▶ _Stored data_
########################################

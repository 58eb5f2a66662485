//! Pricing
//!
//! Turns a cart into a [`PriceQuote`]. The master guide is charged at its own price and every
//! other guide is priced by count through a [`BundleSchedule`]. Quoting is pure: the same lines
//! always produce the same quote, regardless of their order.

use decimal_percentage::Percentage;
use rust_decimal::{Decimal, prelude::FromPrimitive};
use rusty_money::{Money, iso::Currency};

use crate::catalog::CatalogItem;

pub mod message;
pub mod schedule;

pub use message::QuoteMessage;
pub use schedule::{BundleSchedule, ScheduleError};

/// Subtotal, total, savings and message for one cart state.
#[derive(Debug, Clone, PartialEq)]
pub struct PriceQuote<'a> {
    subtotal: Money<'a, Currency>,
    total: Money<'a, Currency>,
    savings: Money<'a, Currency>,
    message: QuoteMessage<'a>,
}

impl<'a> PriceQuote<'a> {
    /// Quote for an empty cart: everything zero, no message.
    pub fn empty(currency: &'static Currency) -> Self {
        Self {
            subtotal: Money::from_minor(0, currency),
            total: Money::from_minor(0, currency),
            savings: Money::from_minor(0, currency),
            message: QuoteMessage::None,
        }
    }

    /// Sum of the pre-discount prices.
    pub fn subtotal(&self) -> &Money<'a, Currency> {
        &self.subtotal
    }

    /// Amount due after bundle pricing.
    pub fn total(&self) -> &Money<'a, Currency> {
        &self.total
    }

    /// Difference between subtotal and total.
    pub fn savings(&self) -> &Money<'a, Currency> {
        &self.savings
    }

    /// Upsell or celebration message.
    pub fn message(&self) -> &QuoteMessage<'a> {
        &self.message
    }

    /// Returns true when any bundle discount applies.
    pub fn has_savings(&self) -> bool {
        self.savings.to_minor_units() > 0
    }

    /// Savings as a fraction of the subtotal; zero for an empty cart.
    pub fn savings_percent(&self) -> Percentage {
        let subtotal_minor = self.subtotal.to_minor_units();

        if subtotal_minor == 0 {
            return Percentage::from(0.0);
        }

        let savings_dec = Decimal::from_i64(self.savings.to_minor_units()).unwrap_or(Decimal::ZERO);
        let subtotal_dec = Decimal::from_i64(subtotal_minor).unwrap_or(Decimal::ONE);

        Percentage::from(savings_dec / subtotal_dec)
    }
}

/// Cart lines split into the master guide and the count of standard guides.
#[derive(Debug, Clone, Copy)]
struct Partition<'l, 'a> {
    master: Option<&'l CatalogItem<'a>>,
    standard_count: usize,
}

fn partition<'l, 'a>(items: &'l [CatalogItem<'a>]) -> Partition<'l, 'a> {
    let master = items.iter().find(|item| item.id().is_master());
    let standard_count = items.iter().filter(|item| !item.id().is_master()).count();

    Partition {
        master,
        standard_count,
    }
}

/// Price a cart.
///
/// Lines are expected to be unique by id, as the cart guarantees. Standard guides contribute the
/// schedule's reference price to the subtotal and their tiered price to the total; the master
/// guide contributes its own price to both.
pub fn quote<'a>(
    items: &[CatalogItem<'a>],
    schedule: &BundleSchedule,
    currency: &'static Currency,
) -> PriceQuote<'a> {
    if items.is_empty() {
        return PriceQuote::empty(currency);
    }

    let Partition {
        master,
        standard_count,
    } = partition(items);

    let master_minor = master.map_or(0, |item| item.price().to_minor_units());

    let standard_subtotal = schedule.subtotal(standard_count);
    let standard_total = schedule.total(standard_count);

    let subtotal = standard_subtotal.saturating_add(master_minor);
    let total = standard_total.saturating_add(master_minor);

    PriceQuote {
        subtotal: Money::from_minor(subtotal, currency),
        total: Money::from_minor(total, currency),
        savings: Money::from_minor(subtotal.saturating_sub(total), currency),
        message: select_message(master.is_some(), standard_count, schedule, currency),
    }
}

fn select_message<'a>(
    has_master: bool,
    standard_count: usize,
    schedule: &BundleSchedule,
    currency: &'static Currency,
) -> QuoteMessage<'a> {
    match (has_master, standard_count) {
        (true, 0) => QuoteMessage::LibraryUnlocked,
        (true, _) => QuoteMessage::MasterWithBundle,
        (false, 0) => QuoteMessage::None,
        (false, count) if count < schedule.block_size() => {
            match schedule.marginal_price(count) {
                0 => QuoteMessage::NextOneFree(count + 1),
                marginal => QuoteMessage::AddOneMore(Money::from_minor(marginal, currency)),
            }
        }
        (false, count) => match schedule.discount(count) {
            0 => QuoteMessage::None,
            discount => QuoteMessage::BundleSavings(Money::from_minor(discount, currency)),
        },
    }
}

########################################

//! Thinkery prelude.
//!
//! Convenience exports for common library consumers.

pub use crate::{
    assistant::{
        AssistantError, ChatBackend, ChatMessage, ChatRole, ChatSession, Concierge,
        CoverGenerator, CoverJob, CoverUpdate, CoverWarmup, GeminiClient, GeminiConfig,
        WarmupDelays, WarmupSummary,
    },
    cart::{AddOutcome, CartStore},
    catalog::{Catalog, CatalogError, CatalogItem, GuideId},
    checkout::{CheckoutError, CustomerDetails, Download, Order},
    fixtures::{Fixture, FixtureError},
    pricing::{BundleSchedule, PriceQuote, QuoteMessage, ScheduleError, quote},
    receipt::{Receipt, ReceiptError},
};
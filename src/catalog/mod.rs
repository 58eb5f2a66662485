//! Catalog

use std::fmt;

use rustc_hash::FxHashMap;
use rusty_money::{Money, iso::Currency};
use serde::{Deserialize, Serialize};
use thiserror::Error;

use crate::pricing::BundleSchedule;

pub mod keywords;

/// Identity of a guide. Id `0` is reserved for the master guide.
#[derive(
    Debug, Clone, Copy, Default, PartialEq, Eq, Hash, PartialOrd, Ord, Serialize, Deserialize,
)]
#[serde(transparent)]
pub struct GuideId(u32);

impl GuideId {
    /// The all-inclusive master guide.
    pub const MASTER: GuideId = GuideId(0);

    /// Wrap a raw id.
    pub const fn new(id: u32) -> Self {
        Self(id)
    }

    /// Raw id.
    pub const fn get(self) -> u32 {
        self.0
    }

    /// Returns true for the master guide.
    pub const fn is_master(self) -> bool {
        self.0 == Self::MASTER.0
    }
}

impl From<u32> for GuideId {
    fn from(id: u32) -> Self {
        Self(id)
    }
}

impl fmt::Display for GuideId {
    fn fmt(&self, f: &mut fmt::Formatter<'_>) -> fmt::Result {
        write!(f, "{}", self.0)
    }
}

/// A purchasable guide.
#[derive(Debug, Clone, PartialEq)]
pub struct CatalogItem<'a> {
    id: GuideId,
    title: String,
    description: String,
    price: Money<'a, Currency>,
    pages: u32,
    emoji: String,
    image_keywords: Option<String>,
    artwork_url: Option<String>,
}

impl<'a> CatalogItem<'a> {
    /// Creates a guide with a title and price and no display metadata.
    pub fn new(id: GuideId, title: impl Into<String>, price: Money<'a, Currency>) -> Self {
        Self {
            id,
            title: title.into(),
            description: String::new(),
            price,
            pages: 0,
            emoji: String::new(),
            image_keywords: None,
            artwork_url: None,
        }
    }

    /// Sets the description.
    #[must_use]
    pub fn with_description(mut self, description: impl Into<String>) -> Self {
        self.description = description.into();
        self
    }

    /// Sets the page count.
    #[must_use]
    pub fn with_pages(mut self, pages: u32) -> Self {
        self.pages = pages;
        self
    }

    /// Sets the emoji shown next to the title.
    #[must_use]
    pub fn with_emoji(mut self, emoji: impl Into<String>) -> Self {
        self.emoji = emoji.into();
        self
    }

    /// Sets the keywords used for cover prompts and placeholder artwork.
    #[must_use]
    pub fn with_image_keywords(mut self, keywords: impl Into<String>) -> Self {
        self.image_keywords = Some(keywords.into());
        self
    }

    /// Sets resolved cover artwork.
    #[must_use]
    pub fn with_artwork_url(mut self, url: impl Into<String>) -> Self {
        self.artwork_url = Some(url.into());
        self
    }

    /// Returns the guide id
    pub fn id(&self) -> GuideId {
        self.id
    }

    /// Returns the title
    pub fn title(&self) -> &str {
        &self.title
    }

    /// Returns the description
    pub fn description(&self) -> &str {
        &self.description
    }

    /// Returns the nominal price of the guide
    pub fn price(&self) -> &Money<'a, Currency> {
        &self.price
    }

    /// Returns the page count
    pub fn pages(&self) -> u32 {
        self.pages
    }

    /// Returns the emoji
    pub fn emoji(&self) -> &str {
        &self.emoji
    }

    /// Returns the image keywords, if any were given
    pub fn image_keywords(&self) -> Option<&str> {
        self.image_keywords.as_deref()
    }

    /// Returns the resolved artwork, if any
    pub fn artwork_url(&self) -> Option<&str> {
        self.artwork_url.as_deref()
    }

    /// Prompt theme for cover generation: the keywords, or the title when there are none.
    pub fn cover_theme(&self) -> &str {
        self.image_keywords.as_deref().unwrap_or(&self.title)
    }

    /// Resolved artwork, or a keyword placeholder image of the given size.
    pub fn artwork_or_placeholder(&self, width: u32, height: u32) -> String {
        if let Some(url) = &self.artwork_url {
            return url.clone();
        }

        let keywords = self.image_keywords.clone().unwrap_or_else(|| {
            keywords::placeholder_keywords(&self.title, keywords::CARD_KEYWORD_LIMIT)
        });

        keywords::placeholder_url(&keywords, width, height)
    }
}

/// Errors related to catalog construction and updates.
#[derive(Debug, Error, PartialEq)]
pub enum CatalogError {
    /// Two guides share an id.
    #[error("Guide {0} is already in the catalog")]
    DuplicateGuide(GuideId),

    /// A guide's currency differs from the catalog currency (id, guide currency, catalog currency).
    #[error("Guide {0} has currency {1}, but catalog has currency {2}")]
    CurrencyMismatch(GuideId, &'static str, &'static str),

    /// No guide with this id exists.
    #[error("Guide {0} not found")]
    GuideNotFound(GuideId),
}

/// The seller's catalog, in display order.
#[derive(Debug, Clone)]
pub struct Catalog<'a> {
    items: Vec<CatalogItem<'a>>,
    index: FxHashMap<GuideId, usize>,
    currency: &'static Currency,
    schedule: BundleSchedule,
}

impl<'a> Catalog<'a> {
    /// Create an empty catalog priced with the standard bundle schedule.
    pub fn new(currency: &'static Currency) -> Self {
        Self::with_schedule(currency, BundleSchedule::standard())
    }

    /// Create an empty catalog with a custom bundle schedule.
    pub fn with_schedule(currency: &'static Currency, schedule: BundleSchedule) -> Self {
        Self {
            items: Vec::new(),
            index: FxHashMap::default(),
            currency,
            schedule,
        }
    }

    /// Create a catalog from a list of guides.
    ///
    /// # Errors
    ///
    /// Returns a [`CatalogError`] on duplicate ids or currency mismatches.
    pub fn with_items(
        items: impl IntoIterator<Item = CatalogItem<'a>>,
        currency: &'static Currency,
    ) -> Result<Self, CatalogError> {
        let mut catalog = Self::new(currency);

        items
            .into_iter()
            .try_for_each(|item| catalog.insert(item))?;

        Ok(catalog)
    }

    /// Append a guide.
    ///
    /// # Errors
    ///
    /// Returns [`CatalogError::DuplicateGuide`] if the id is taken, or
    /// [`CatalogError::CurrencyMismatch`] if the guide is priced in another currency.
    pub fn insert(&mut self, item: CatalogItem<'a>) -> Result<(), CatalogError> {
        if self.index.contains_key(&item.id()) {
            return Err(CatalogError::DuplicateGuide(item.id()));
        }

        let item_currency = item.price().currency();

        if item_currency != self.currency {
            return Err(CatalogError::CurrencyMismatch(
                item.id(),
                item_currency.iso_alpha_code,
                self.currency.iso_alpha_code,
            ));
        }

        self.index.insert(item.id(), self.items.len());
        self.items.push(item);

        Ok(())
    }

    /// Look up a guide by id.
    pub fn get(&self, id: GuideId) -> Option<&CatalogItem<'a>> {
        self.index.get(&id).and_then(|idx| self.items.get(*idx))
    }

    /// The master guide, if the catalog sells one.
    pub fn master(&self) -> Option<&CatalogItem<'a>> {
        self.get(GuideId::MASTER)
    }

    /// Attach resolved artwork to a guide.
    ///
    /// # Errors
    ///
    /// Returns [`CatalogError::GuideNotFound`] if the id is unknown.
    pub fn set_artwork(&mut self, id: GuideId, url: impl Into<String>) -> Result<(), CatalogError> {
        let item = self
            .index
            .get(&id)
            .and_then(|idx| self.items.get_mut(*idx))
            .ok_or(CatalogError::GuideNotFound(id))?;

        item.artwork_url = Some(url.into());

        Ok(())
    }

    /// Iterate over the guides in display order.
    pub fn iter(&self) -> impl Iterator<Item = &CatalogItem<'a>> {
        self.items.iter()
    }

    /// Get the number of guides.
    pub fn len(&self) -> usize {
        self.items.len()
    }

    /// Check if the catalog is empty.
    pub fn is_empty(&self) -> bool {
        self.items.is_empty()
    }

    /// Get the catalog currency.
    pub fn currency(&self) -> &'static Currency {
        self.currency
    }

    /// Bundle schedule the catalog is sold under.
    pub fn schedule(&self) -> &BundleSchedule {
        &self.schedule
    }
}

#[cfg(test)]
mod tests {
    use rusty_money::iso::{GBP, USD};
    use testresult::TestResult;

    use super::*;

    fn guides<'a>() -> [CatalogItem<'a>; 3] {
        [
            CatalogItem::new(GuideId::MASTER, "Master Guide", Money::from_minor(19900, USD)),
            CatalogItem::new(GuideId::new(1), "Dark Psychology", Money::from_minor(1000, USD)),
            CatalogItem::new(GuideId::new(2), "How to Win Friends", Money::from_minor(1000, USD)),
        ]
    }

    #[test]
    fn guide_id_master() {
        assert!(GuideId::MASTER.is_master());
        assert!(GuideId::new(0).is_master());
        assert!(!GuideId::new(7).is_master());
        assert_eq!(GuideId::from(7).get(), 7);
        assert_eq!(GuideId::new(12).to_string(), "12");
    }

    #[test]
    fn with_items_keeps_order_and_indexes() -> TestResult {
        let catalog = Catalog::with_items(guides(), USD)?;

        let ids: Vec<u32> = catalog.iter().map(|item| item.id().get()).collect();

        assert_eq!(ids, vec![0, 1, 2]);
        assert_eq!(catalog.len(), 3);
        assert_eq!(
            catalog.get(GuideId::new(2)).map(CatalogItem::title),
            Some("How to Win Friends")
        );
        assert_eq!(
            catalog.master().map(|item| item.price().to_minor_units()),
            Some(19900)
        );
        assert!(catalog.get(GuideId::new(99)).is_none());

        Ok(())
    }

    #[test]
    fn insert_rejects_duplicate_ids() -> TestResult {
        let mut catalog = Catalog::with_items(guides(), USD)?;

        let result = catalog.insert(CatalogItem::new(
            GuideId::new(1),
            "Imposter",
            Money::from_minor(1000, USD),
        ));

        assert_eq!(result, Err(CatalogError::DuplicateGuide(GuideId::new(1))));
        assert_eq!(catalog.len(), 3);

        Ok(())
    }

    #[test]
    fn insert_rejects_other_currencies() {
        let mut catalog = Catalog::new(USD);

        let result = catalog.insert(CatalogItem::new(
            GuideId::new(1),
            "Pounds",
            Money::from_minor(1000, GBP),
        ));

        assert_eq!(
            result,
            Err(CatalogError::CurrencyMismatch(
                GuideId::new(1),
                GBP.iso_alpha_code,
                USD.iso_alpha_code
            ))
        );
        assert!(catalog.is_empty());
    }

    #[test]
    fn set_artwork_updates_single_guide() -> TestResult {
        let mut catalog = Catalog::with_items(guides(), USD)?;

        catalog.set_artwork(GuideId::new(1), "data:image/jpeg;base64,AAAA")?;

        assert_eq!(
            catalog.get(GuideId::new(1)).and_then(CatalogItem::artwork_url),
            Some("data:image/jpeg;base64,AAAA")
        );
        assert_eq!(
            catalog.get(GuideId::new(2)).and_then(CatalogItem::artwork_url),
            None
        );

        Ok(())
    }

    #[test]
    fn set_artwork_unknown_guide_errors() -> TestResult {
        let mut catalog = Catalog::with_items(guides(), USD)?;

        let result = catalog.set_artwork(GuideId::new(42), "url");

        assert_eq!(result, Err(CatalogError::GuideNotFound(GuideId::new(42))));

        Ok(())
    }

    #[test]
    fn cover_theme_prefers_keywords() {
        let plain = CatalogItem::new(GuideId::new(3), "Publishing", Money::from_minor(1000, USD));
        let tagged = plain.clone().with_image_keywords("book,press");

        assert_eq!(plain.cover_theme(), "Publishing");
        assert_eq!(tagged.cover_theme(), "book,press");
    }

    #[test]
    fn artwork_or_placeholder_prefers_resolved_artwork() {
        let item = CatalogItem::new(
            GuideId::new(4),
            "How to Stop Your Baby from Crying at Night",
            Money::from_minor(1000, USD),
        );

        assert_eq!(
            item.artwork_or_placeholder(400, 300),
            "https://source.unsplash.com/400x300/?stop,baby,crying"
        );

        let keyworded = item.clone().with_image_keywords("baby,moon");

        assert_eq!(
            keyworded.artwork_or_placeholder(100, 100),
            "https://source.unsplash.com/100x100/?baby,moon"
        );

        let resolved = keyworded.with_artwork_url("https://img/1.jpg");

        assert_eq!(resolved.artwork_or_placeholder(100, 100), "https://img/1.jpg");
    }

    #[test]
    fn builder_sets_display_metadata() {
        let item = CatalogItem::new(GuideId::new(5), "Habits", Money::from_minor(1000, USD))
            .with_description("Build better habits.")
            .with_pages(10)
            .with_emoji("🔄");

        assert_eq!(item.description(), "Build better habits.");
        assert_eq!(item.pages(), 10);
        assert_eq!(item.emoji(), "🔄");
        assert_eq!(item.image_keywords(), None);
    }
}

########################################

▶ _What to do_
Show the lines of the records that include the string "their".

▶ _Result of this exercise_
//! always produce the same quote, regardless of their order.
/// schedule's reference price to the subtotal and their tiered price to the total; the master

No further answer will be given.